Neither enemy needs to come down, but I want to keep the staging area clear and, more importantly,  prevent a build-up of enemies. The final stage requires the board to be clear of foes in order to win, so I need to kill them off as they emerge, otherwise I run the risk of getting stuck in an eternal cycle of Dunlendings. Thus, I will engage the Dunland Beserker, since it has low attack and I can kill it.


Enemy Attack:

I will use Caldara to defend against the Beserker. The shadow card is Dunlending Bandit, which boosts its attack to 3. Fortunately, Caldara has had her defense boosted by Arwen, so there is no damage. If I would have had 3 cards in my hand, Caldara would have had to take a damage, as the Beserker would have been at 4 attack.

Player Attack:

Glorfindel (3 attack), Emery (1 attack), and Zigil Miner (1 attack) combine for a total of 5 attack strength. This is enough to destroy the Beserker (5 attack – 1 defense = 4 damage).

ROUND 2 (2 threat in staging area, 6/6 progress on 1B, 4 time counters remaining, 0 victory points, Active Location – The Islet [0/1 quest point])

Staging Area – Dunland Tribesman


Resources: Glorfindel – 1, Eowyn – 1, Caldara – 1

Draw: Light of Valinor

New Hand: Pelargir Shipwright, Northern Tracker, Light of Valinor

Planning: Another Light of Valinor doesn’t help much, but it at least serves as perfect discard fodder for Eowyn and keeping my hand size low. I will pay 3 resources to put out the Pelargir Shipwright, as he is a questing powerhouse.
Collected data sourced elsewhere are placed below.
impl Engine {
    pub fn cancellation_token(&self) -> CancellationToken {
        self.cancel.clone()
    }

    fn emit(&self, event: Event) {
        self.events.emit(event);
    }

    fn persist(&mut self) -> Result<()> {
        self.ctx.touch();
        self.session_store.save(&self.ctx)
    }

    /// Drive the state machine to a terminal state (Completed or Failed).
    pub async fn run(mut self) -> Result<SessionState> {
        let starting_fresh = self.ctx.state == SessionState::Idle;
        self.ctx.state = SessionState::Running;
        if starting_fresh {
            self.emit(Event::SessionStarted {
                session_id: self.ctx.id.clone(),
            });
        }
        self.persist()?;

        loop {
            if self.cancel.is_cancelled() {
                return self.abort("cancelled".to_string()).await;
            }

            // Checkpoint: before selecting the next task.
            if let Some(outcome) = self.check_control().await? {
                return Ok(outcome);
            }

            let Some(task_id) = self.tasks.next_pending().map(|t| t.id.clone()) else {
                let all_tasks = self.tasks.all();
                let all_failed =
                    !all_tasks.is_empty() && all_tasks.iter().all(|t| t.status == TaskStatus::Failed);
                if all_failed {
                    self.ctx.state = SessionState::Failed;
                    self.ctx.fail_reason = Some("all tasks failed".to_string());
                    self.persist()?;
                    self.emit(Event::SessionFailed {
                        reason: "all tasks failed".to_string(),
                    });
                    return Ok(SessionState::Failed);
                }
                self.ctx.state = SessionState::Completed;
                self.persist()?;
                self.emit(Event::SessionCompleted);
                return Ok(SessionState::Completed);
            };

            match self.run_task(&task_id).await {
                Ok(()) => {}
                Err(e) => {
                    self.ctx.state = SessionState::Failed;
                    self.ctx.fail_reason = Some(e.to_string());
                    self.persist()?;
                    self.emit(Event::SessionFailed {
                        reason: e.to_string(),
                    });
                    return Ok(SessionState::Failed);
                }
            }

            if let Some(limit) = self.task_limit {
                self.tasks_completed += 1;
                if self.tasks_completed >= limit {
                    self.ctx.state = SessionState::Paused;
                    self.persist()?;
                    self.emit(Event::Paused);
                    return Ok(SessionState::Paused);
                }
            }

            // Checkpoint: after the verification gate.
            if let Some(outcome) = self.check_control().await? {
                return Ok(outcome);
            }
        }
    }

    /// Process control messages at a checkpoint. Returns `Some(state)` if
    /// the engine should stop (Paused handling loops internally until
    /// Resume/Abort; only Aborting/Failed bubbles up early).
    async fn check_control(&mut self) -> Result<Option<SessionState>> {
        for msg in self.control.drain() {
            self.apply_control(msg);
        }

        if self.pending_pause {
            self.pending_pause = false;
            self.ctx.state = SessionState::Paused;
            self.persist()?;
            self.emit(Event::Paused);

            loop {
                match self.control.recv().await {
                    Some(ControlMessage::Resume) => {
                        self.ctx.state = SessionState::Running;
                        self.persist()?;
                        self.emit(Event::Resumed);
                        return Ok(None);
                    }
                    Some(ControlMessage::Abort(reason)) => {
                        return Ok(Some(self.abort(reason).await?));
                    }
                    Some(_) => continue,
                    None => return Ok(Some(self.abort("control channel closed".to_string()).await?)),
                }
            }
        }

        Ok(None)
    }

    fn apply_control(&mut self, msg: ControlMessage) {
        match msg {
            ControlMessage::Pause => self.pending_pause = true,
            ControlMessage::Resume => {
                // Illegal outside Paused; silently ignored here since this
                // path only runs while Running (resume is handled inside
                // the Paused wait loop above).
            }
            ControlMessage::Skip(task_id) => self.pending_skip = Some(task_id),
            ControlMessage::Abort(reason) => self.cancel_with_reason(reason),
        }
    }

    fn cancel_with_reason(&mut self, reason: String) {
        self.ctx.fail_reason = Some(reason);
        self.cancel.cancel();
    }

    async fn abort(&mut self, reason: String) -> Result<SessionState> {
        self.ctx.state = SessionState::Aborting;
        self.cancel.cancel();
        self.persist()?;
        self.ctx.state = SessionState::Failed;
        self.ctx.fail_reason = Some(reason.clone());
        self.persist()?;
        self.emit(Event::Aborted {
            reason: reason.clone(),
        });
        Ok(SessionState::Failed)
    }

    /// Run one task to a terminal per-task status, looping internally over
    /// `NeedsAnotherTurn` continuations up to `ITERATION_CAP`.
    async fn run_task(&mut self, task_id: &str) -> Result<()> {
        self.tasks.set_status(task_id, TaskStatus::Running)?;
        self.ctx.current_task_id = Some(task_id.to_string());
        let title = self
            .tasks
            .get(task_id)
            .map(|t| t.title.clone())
            .unwrap_or_default();
        self.emit(Event::TaskStarted {
            task_id: task_id.to_string(),
            title,
        });

        loop {
            if let Some(skip) = self.take_matching_skip(task_id) {
                let _ = skip;
                self.tasks.set_status(task_id, TaskStatus::Skipped)?;
                self.ctx.reset_attempts(task_id);
                self.persist()?;
                self.emit(Event::TaskCompleted {
                    task_id: task_id.to_string(),
                    outcome: "Skipped".to_string(),
                });
                return Ok(());
            }

            let task = self
                .tasks
                .get(task_id)
                .ok_or_else(|| anyhow::anyhow!("task '{task_id}' disappeared from the store"))?
                .clone();

            self.run_pre_task_hooks(task_id).await;
            let outcome = self.invoke_and_classify(&task).await?;

            // A Skip of the running task cancels the in-flight invocation
            // (spec §4.6); the skip takes precedence over whatever the
            // interrupted invocation classified to.
            if self.take_matching_skip(task_id).is_some() {
                self.tasks.set_status(task_id, TaskStatus::Skipped)?;
                self.ctx.reset_attempts(task_id);
                self.persist()?;
                self.emit(Event::TaskCompleted {
                    task_id: task_id.to_string(),
                    outcome: "Skipped".to_string(),
                });
                return Ok(());
            }

            match outcome {
                TaskOutcome::NeedsAnotherTurn => {
                    let attempts = self.ctx.increment_attempts(task_id);
                    self.persist()?;
                    if attempts >= ITERATION_CAP {
                        self.finish_task(task_id, TaskStatus::Failed, "NeedsAnotherTurn (cap exceeded)").await?;
                        return Ok(());
                    }
                    continue;
                }
                TaskOutcome::AgentError(message) => {
                    let retry_count = self.tasks.get(task_id).map(|t| t.retry_count).unwrap_or(0);
                    if retry_count < ITERATION_CAP {
                        self.tasks.increment_retry(task_id)?;
                        self.tasks.set_status(task_id, TaskStatus::Pending)?;
                        self.tasks.set_status(task_id, TaskStatus::Running)?;
                        self.emit(Event::TaskCompleted {
                            task_id: task_id.to_string(),
                            outcome: format!("AgentError({message}), retrying"),
                        });
                        continue;
                    }
                    self.finish_task(task_id, TaskStatus::Failed, &format!("AgentError: {message}"))
                        .await?;
                    return Ok(());
                }
                TaskOutcome::Succeeded | TaskOutcome::SucceededAfterFix => {
                    self.ctx.reset_attempts(task_id);
                    let gate = self.verify(task_id).await?;
                    if gate.passed {
                        self.run_post_task_hooks(task_id).await;
                        let label = if outcome == TaskOutcome::SucceededAfterFix {
                            "SucceededAfterFix"
                        } else {
                            "Succeeded"
                        };
                        self.finish_task(task_id, TaskStatus::Done, label).await?;
                    } else {
                        let retry_count = self.tasks.get(task_id).map(|t| t.retry_count).unwrap_or(0);
                        if retry_count < ITERATION_CAP {
                            self.tasks.increment_retry(task_id)?;
                            self.tasks.set_status(task_id, TaskStatus::Pending)?;
                            self.tasks.set_status(task_id, TaskStatus::Running)?;
                            self.emit(Event::TaskCompleted {
                                task_id: task_id.to_string(),
                                outcome: format!(
                                    "VerificationFailed(regressed={:?}), retrying",
                                    gate.regressed
                                ),
                            });
                            continue;
                        }
                        self.finish_task(
                            task_id,
                            TaskStatus::Failed,
                            &format!("VerificationFailed(regressed={:?})", gate.regressed),
                        )
                        .await?;
                    }
                    return Ok(());
                }
                TaskOutcome::VerificationFailed(_) => unreachable!("produced only internally"),
            }
        }
    }

    fn take_matching_skip(&mut self, task_id: &str) -> Option<()> {
        match &self.pending_skip {
            Some(None) => {
                self.pending_skip = None;
                Some(())
            }
            Some(Some(id)) if id == task_id => {
                self.pending_skip = None;
                Some(())
            }
            _ => None,
        }
    }

    async fn finish_task(&mut self, task_id: &str, status: TaskStatus, outcome: &str) -> Result<()> {
        self.tasks.set_status(task_id, status)?;
        self.ctx.reset_attempts(task_id);
        self.persist()?;
        self.emit(Event::TaskCompleted {
            task_id: task_id.to_string(),
            outcome: outcome.to_string(),
        });
        Ok(())
    }

    async fn invoke_and_classify(&mut self, task: &Task) -> Result<TaskOutcome> {
        let prompt = PromptBuilder::default().build(&self.project_root, task);
        let mut opts = InvokeOpts::new(self.project_root.clone());
        opts.deadline = Some(self.config.timeout.active.0);
        opts.stuck_timeout = Some(self.config.timeout.stuck.0);
        opts.stream = self.raw_output.clone();
        opts.model = Some(self.ctx.model.clone());
        opts.prior_session_id = task.session_id.clone();

        self.emit(Event::AgentInvoked {
            task_id: task.id.clone(),
            agent_name: self.agent.name().to_string(),
            model: self.ctx.model.clone(),
        });

        // A child of the engine-wide token: Abort cancels it too (parent
        // cancellation propagates), but a task-scoped Skip can cancel just
        // this invocation without tearing down the whole session.
        let invocation_cancel = self.cancel.child_token();
        let invoke_token = invocation_cancel.clone();
        let agent = self.agent.clone();
        let session_id = task.session_id.clone();

        let agent_future = async move {
            if let (Some(session_id), true) = (session_id.as_deref(), agent.supports_continue()) {
                agent
                    .continue_session(session_id, &prompt, &opts, invoke_token)
                    .await
            } else {
                agent.run(&prompt, &opts, invoke_token).await
            }
        };
        tokio::pin!(agent_future);

        let result = loop {
            tokio::select! {
                biased;
                res = &mut agent_future => break res?,
                _ = tokio::time::sleep(Duration::from_millis(200)) => {
                    for msg in self.control.drain() {
                        if let ControlMessage::Skip(ref target) = msg {
                            if target.is_none() || target.as_deref() == Some(task.id.as_str()) {
                                invocation_cancel.cancel();
                            }
                        }
                        self.apply_control(msg);
                    }
                }
            }
        };

        if let Some(session_id) = &result.session_id {
            self.tasks.set_session_id(&task.id, session_id.clone())?;
        }

        self.emit(Event::AgentCompleted {
            task_id: task.id.clone(),
            exit_code: result.exit_code,
        });

        let outcome = classify(&result);
        if outcome == TaskOutcome::Succeeded && result.status == StatusMarker::Unknown {
            self.emit(Event::Warning {
                message: format!(
                    "task {}: agent exited 0 with no recognized status marker; treating as Succeeded",
                    task.id
                ),
            });
        }
        Ok(outcome)
    }

    async fn verify(&mut self, task_id: &str) -> Result<GateResult> {
        self.emit(Event::VerificationStarted {
            task_id: task_id.to_string(),
        });

        let gate = verification::run_gate(
            &self.config,
            &self.ctx.analysis,
            &self.project_root,
            &self.ctx.test_baseline,
            self.cancel.clone(),
        )
        .await?;

        verification::update_baseline(&mut self.ctx.test_baseline, &gate.test);
        self.persist()?;

        self.emit(Event::VerificationCompleted {
            task_id: task_id.to_string(),
            passed: gate.passed,
        });

        Ok(gate)
    }

    async fn run_pre_task_hooks(&mut self, task_id: &str) {
        for failure in hooks::run_hooks(&self.config.hooks.pre_task, &self.project_root).await {
            self.emit(Event::Warning {
                message: format!(
                    "pre-task hook '{}' failed before task {task_id}: {}",
                    failure.command, failure.message
                ),
            });
        }
    }

    async fn run_post_task_hooks(&mut self, task_id: &str) {
        let mut commands = self.config.hooks.post_task.clone();
        if self.config.git.auto_commit {
            commands.push(hooks::auto_commit_hook(&format!("Ralph: complete task {task_id}")));
        }
        for failure in hooks::run_hooks(&commands, &self.project_root).await {
            self.emit(Event::Warning {
                message: format!("post-task hook '{}' failed: {}", failure.command, failure.message),
            });
        }
    }
}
Resources After Planning: Glorfindel – 0, Eowyn – 0, Caldara – 0


Committing Characters:

I will commit Glorfindel (3 willpower), Eowyn (4 willpower), and Arwen (2 willpower), for a total of 9 willpower. I don’t need much more than this, as I’ve already met the progress requirement of the stage, but do want to benefit from Arwen’s defense boost, which will be applied to Emery. Why Emery and not Caldara? In the first turn, I wanted to use Caldara to defend to preserve my fragile ally line-up. However, now with Pelargir Shipwright on the table, I feel more confident in my position even if Emery were to be somehow destroyed by a shadow effect. Finally, I discard Light of Valinor to boost Eowyn, taking my total to 10, and leaving me with only 1 card in hand.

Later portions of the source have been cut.